Распахивалось опрятное окошко в комнате Татьяны Ивановны Гулиной; на подоконник вспрыгивал голубой кот.
С утра Ломов ходил на уроки учителей. Он садился на последнюю парту, как во времена студенческой практики, но только тогда инспектировали его, а нынче он сам был начальством.
Школьные предметы ещё были свежи в его памяти; он с интересом слушал их и иногда, к концу урока, с ужасом замечал, что промахи учителей прошли мимо него.
Случалось и так, что урок озадачивал его. Побывав у Антонины Ивановны, он вышел из класса ошалевшим; за партами в одной комнате сидели одновременно школьники первых четырёх классов. Этого Ломов в институте не проходил. Оказалось, что детей нужного возраста в сёлах было мало, по пять — шесть человек на класс, и поэтому их пришлось объединить. Какие уж он мог сделать методические указания старой учительнице, которая умело справлялась с таким разноголосым оркестром!..

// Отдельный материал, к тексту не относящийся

use std::io::Write;
use std::sync::Arc;
use std::time::Duration;
use tokio_util::sync::CancellationToken;

use super::edit_diff::format_edit_diff;
use super::files::FileTools;
use super::ToolCall;
use crate::approval::ApprovalGate;
use crate::config::Config;
use crate::keys::{CancelSource, KeyCancelSource};
use crate::process::{
    BackgroundRegistry, ProcessSupervisor, RunContext, SupervisorError, SupervisorOptions,
};
use crate::terminal::{terminal_width, RawModeGuard};
use crate::ui::{LiveView, RunObserver, StatusLine};
use crate::util::shorten;

const MAX_BUDGET_SECS: f64 = 600.0;

#[derive(Debug, Clone, PartialEq, Eq)]
pub struct ToolResult {
    pub output: String,
    pub is_error: bool,
    /// The operator cancelled; the enclosing operation should stop.
    pub cancelled: bool,
}

impl ToolResult {
    fn ok(output: impl Into<String>) -> Self {
        Self {
            output: output.into(),
            is_error: false,
            cancelled: false,
        }
    }

    fn error(output: impl Into<String>) -> Self {
        Self {
            output: output.into(),
            is_error: true,
            cancelled: false,
        }
    }

    fn cancelled(output: impl Into<String>) -> Self {
        Self {
            output: output.into(),
            is_error: false,
            cancelled: true,
        }
    }

    fn denied(tool: &str) -> Self {
        Self::error(format!("User denied {tool}"))
    }
}

/// Executes tool calls: approval first for anything mutating, then the file
/// tools or the process supervisor.
pub struct ToolHost {
    files: FileTools,
    supervisor: ProcessSupervisor,
    registry: BackgroundRegistry,
    approval: Arc<ApprovalGate>,
    keys: Box<dyn CancelSource>,
    display: Box<dyn Write + Send>,
    foreground_budget: Duration,
}

impl ToolHost {
    pub fn new(
        files: FileTools,
        supervisor: ProcessSupervisor,
        approval: Arc<ApprovalGate>,
        keys: Box<dyn CancelSource>,
        display: Box<dyn Write + Send>,
        foreground_budget: Duration,
    ) -> Self {
        Self {
            files,
            supervisor,
            registry: BackgroundRegistry::new(),
            approval,
            keys,
            display,
            foreground_budget,
        }
    }

    pub fn from_config(config: &Config, approval: Arc<ApprovalGate>) -> Self {
        Self::new(
            FileTools::new(config.working_dir.clone()),
            ProcessSupervisor::new(SupervisorOptions::from_config(config)),
            approval,
            Box::new(KeyCancelSource::new()),
            Box::new(std::io::stdout()),
            config.foreground_budget,
        )
    }

    pub fn approval(&self) -> &ApprovalGate {
        &self.approval
    }

    pub fn supervisor(&self) -> &ProcessSupervisor {
        &self.supervisor
    }

    pub fn registry(&mut self) -> &mut BackgroundRegistry {
        &mut self.registry
    }

    /// Check the cancel keys between tool calls.
    pub fn poll_cancel(&mut self) -> bool {
        self.keys.poll()
    }

    pub async fn dispatch(&mut self, call: ToolCall, token: &CancellationToken) -> ToolResult {
        if token.is_cancelled() {
            return ToolResult::cancelled("operation already cancelled");
        }
        self.keys.discard();

        let name = call.name();
        tracing::info!(tool = name, mutating = call.is_mutating(), "tool call");
        let result = self.execute(call, token).await;
        tracing::info!(
            tool = name,
            is_error = result.is_error,
            cancelled = result.cancelled,
            output = %shorten(&result.output, 200),
            "tool result"
        );
        result
    }

    async fn execute(&mut self, call: ToolCall, token: &CancellationToken) -> ToolResult {
        match call {
            ToolCall::ListFiles { path, max_depth } => match self.files.list_files(&path, max_depth) {
                Ok((tree, _)) => ToolResult::ok(tree),
                Err(err) => ToolResult::error(err.to_string()),
            },
            ToolCall::ReadFile { filename } => match self.files.read_file(&filename) {
                Ok(content) => ToolResult::ok(content),
                Err(err) => ToolResult::error(err.to_string()),
            },
            ToolCall::WriteFile { filename, content } => {
                if let Err(err) = self.files.plan_write(&filename) {
                    return ToolResult::error(err.to_string());
                }
                let description = format!(
                    "write_file: {filename}\n{} lines, {} chars",
                    content.lines().count(),
                    content.chars().count()
                );
                if !self.approval.request(&description).await {
                    return ToolResult::denied("write_file");
                }
                match self.files.write_file(&filename, &content) {
                    Ok(msg) => ToolResult::ok(msg),
                    Err(err) => ToolResult::error(err.to_string()),
                }
            }
            ToolCall::EditFile {
                filename,
                target_text,
                replacement_text,
            } => {
                let plan = match self.files.plan_edit(&filename, &target_text, &replacement_text) {
                    Ok(plan) => plan,
                    Err(err) => return ToolResult::error(err.to_string()),
                };
                let diff = format_edit_diff(
                    &plan.target_text,
                    &plan.replacement_text,
                    plan.start_line,
                    terminal_width(),
                );
                let description = format!(
                    "edit_file: {} (line {})\n{diff}",
                    plan.display, plan.start_line
                );
                if !self.approval.request(&description).await {
                    return ToolResult::denied("edit_file");
                }
                match self.files.apply_edit(&plan) {
                    Ok(msg) => ToolResult::ok(msg),
                    Err(err) => ToolResult::error(err.to_string()),
                }
            }
            ToolCall::RunTerminalCommand {
                command,
                max_display_time,
            } => {
                if let Err(err) = self.supervisor.check_command(&command) {
                    tracing::warn!(command = %command, error = %err, "command rejected before approval");
                    LiveView::new(&mut self.display).finished(&StatusLine::for_error(&err));
                    return ToolResult::error(err.to_string());
                }
                let description = format!("run_terminal_command: {command}");
                if !self.approval.request(&description).await {
                    return ToolResult::denied("run_terminal_command");
                }
                let budget = self.budget_for(max_display_time);
                self.run_command(&command, budget, token).await
            }
            ToolCall::ViewLog { log_ref, lines } => {
                let viewed = match log_ref.as_deref().map(str::trim) {
                    None | Some("") => self.supervisor.view_last_log(lines),
                    Some(reference) => {
                        let name = reference
                            .parse::<u32>()
                            .ok()
                            .and_then(|pid| self.registry.log_ref_of(pid))
                            .unwrap_or(reference)
                            .to_string();
                        self.supervisor.view_log(&name, lines)
                    }
                };
                supervisor_result(viewed)
            }
            ToolCall::ListBackground {} => {
                let entries = self.registry.list();
                if entries.is_empty() {
                    return ToolResult::ok("(no background processes)");
                }
                let lines: Vec<String> = entries.iter().map(|e| e.summary_line()).collect();
                ToolResult::ok(lines.join("\n"))
            }
            ToolCall::KillBackground { pid } => {
                if !self.registry.contains(pid) {
                    return ToolResult::error(SupervisorError::NotFound(pid.to_string()).to_string());
                }
                if !self.approval.request(&format!("kill_background: pid {pid}")).await {
                    return ToolResult::denied("kill_background");
                }
                supervisor_result(
                    self.registry
                        .kill(pid)
                        .await
                        .map(|()| format!("Killed background process {pid}")),
                )
            }
            ToolCall::ReclaimBackground { pid } => supervisor_result(
                self.registry
                    .reclaim(pid)
                    .map(|()| format!("Reclaimed background process {pid}")),
            ),
        }
    }

    fn budget_for(&self, max_display_time: Option<f64>) -> Duration {
        match max_display_time {
            Some(secs) if secs.is_finite() && secs > 0.0 => {
                Duration::from_secs_f64(secs.min(MAX_BUDGET_SECS))
            }
            _ => self.foreground_budget,
        }
    }

    async fn run_command(
        &mut self,
        command: &str,
        budget: Duration,
        token: &CancellationToken,
    ) -> ToolResult {
        let _raw = RawModeGuard::engage();
        let mut view = LiveView::new(&mut self.display);
        let ctx = RunContext {
            keys: self.keys.as_mut(),
            token,
            registry: &mut self.registry,
        };
        match self.supervisor.run_command(command, budget, ctx, &mut view).await {
            Ok(outcome) if outcome.is_cancelled() => ToolResult::cancelled(outcome.report()),
            Ok(outcome) => ToolResult::ok(outcome.report()),
            Err(err) => ToolResult::error(err.to_string()),
        }
    }

    /// Terminate background processes and remove log artifacts.
    pub async fn shutdown(&mut self) {
        self.registry.shutdown().await;
        let removed = self.supervisor.cleanup_artifacts();
        tracing::info!(removed, "tool host shut down");
    }
}

fn supervisor_result(result: Result<String, SupervisorError>) -> ToolResult {
    match result {
        Ok(text) => ToolResult::ok(text),
        Err(err) => ToolResult::error(err.to_string()),
    }
}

Завуч просила его при посещении занятий обратить особое внимание на классы Татьяны Ивановны Гулиной.
— Низкая успеваемость и дурное влияние на школьниц, — сказала Нина Николаевна.
Ломов удивлённо посмотрел на неё.
— В облоно уже об этом известно… Взаимоотношения с учениками фамильярные. Поведение на педсоветах заносчивое и грубое. Очень трудный характер; впрочем, вы убедитесь сами, я не люблю заранее влиять на чужое мнение.
— Так ведь вы уже влияете, — простодушно улыбнулся Ломов.
На другой день он сказал Гулиной:
— Если позволите, я хотел бы сегодня посидеть на вашем уроке.
— Директор не обязан спрашивать разрешение.
Она своенравно дёрнула плечом.
— А мне было б неприятно, если кто-нибудь, не предупредив меня, ввалился на мой урок.
— Пустая формула вежливости, — резко сказала Гулина. — Вам, вероятно, уже докладывали, что я груба?
Она стояла против Ломова в опустевшей учительской, вздёрнув курносое миловидное лицо, вспыхнувшее сейчас, словно её оскорбили.
И оттого, что она была так же молода, как и он, и, вероятно, так же неопытна, ему захотелось сказать ей что-нибудь очень дружеское, от чего им обоим станет тотчас же свободнее и легче.
«Да что с тобой, честное слово?» — хотел было спросить её Ломов, но, вспомнив, что он директор, а она учительница в его школе, взял себя в руки.